With the Retirement Income Covenant (RIC) now in effect, super fund trustees are required to set out how they are going to help members with their retirement outcomes. But are their priorities matching up with these responsibilities?
A review of the retirement income strategy summaries from 102 super funds makes for a fascinating read. The strategies are splitting the market and it is clear some funds still have accumulation tunnel vision, whereas others have a well thought out plan to really support their retiree members spend their super savings.
With retirees accounting for around $900 billion (projected to rise to $2.5 trillion in 2038) of the $3.4 trillion in super assets, having the right products, tools, guidance and strategies in place to support retirees is critical to the long-term sustainability of a fund. Getting it right early will set a strong foundation for further refinement and continued compliance.
What the strategies revealed
With great variation in size, detail, target audience and messaging, it can be seen that some trustees have adopted a compliance-based approach to their retirement income strategies. For many funds, strategy summaries were brief with a placeholder feel or a ‘plan to have a strategy’. While it is hard to draw conclusions in isolation, given these are only summaries of strategies, patterns emerge when combined together.
For example, less than 60 per cent of funds indicated they will review their offering, only half mentioned financial advice being available and a third did not provide tools and calculators to assist members. Holistically, this showed a sizeable proportion of funds may not be actively engaged in delivering leading edge retirement offerings, now and into the future.
Risk of being left behind
It is clear some funds are ahead of the game − they have made significant progress with their retirement framework and have a well thought out plan to support their retiree members spend their super savings. Others, however, still seem focused on the accumulation phase only. One such area of differentiation is the member cohort analysis, which has revealed that there are gaps in product offerings for certain cohorts of members.

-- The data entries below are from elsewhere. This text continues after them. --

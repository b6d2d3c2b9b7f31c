use std::time::Duration;

use egui_kittest::Harness;
use roster_ui::RosterApp;
use roster_ui::state::State;
use serde_json::json;
use wiremock::matchers::{method, path, query_param};
use wiremock::{Mock, MockServer, ResponseTemplate};

/// Upper bound on frames spent waiting for the mock server.
pub const MAX_FRAMES: usize = 200;
pub const FRAME_WAIT_MS: u64 = 10;

pub struct TestCtx<'a> {
    mock_server: MockServer,
    harness: Harness<'a, RosterApp>,
}

impl<'a> TestCtx<'a> {
    /// App talking to a server that serves `count` users, `per_page` per page.
    pub async fn new_app_with_users(count: u64, per_page: u64) -> Self {
        let mock_server = MockServer::start().await;
        mount_users(&mock_server, count, per_page).await;
        Self::with_server(mock_server)
    }

    /// Like [`Self::new_app_with_users`], but every response is held back
    /// for `delay`, so the pending state is observable.
    #[allow(unused)]
    pub async fn new_app_with_slow_users(count: u64, per_page: u64, delay: Duration) -> Self {
        let mock_server = MockServer::start().await;
        mount_users_with_delay(&mock_server, count, per_page, delay).await;
        Self::with_server(mock_server)
    }

    /// App talking to a server that answers every request with `status_code`.
    #[allow(unused)]
    pub async fn new_app_with_status(status_code: u16) -> Self {
        let mock_server = MockServer::start().await;
        Mock::given(method("GET"))
            .and(path("/api/users"))
            .respond_with(ResponseTemplate::new(status_code))
            .mount(&mock_server)
            .await;
        Self::with_server(mock_server)
    }

    fn with_server(mock_server: MockServer) -> Self {
        let _ = env_logger::builder().is_test(true).try_init();
        let app = RosterApp::new(State::test(mock_server.uri()));
        let harness = Harness::new_eframe(|_| app);

        Self {
            mock_server,
            harness,
        }
    }

    pub fn harness_mut(&mut self) -> &mut Harness<'a, RosterApp> {
        &mut self.harness
    }

    #[allow(unused)]
    pub fn mock_server(&self) -> &MockServer {
        &self.mock_server
    }

    /// Requests received so far for the users endpoint.
    #[allow(unused)]
    pub async fn users_requests(&self) -> usize {
        self.mock_server
            .received_requests()
            .await
            .unwrap_or_default()
            .iter()
            .filter(|request| request.url.path() == "/api/users")
            .count()
    }

    /// Steps frames until `condition` holds, giving the HTTP thread time in
    /// between. Returns whether the condition was met.
    pub async fn step_until(
        &mut self,
        mut condition: impl FnMut(&Harness<'a, RosterApp>) -> bool,
    ) -> bool {
        for _ in 0..MAX_FRAMES {
            self.harness.step();
            if condition(&self.harness) {
                return true;
            }
            tokio::time::sleep(Duration::from_millis(FRAME_WAIT_MS)).await;
        }
        false
    }
}

/// Serves `count` users over `ceil(count / per_page)` pages.
pub async fn mount_users(server: &MockServer, count: u64, per_page: u64) {
    mount_users_with_delay(server, count, per_page, Duration::ZERO).await;
}

pub async fn mount_users_with_delay(
    server: &MockServer,
    count: u64,
    per_page: u64,
    delay: Duration,
) {
    let total_pages = count.div_ceil(per_page).max(1);

    for page in 1..=total_pages {
        let first = (page - 1) * per_page + 1;
        let last = (page * per_page).min(count);
        let data: Vec<_> = (first..=last)
            .map(|id| {
                json!({
                    "id": id,
                    "email": format!("user{id}@reqres.in"),
                    "first_name": format!("First{id}"),
                    "last_name": format!("Last{id}"),
                    "avatar": "",
                })
            })
            .collect();

        Mock::given(method("GET"))
            .and(path("/api/users"))
            .and(query_param("page", page.to_string()))
            .respond_with(ResponseTemplate::new(200).set_delay(delay).set_body_json(json!({
                "page": page,
                "per_page": per_page,
                "total": count,
                "total_pages": total_pages,
                "data": data,
            })))
            .mount(server)
            .await;
    }
}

The RIC requires trustees to consider their fund members by cohorts when setting their retirement income strategy, given members’ different retirement income needs. Around one-third of funds indicated they had divided their membership into cohorts, but only eight per cent applied different strategies for their cohorts. This is an opportune area for funds to explore further, and assess whether they can enhance retirement product offerings to better meet their members’ needs.
Where to next?
The introduction of the covenant is expected to be a starting point, rather than the destination. The regulators – APRA and ASIC – will be watching and intend to carry out a joint review of trustees’ retirement income strategies and summaries later this year. APRA has also already made it clear that trustees need to continue to refine and update their strategies to ensure this is more than a compliance exercise.
Trustees will need to deliver enhanced member retirement outcomes using a data-informed cohort approach to support members at different retirement stages. We expect trustees will focus on various components of their retirement income strategy as they step back and consider what they need uplifted to be a leading provider of retirement income solutions to their membership.
Areas of consideration may include retirement product innovation, enhanced member guidance and advice, a focus on member engagement, improved member data management, and integration with the trustee’s other strategies, as well as effective monitoring of the strategy.
Ultimately, funds will have to decide if they are in the retirement game or not. Once the numbers are crunched, will they develop retirement offerings or choose to focus on accumulation and partner with others? Time will tell.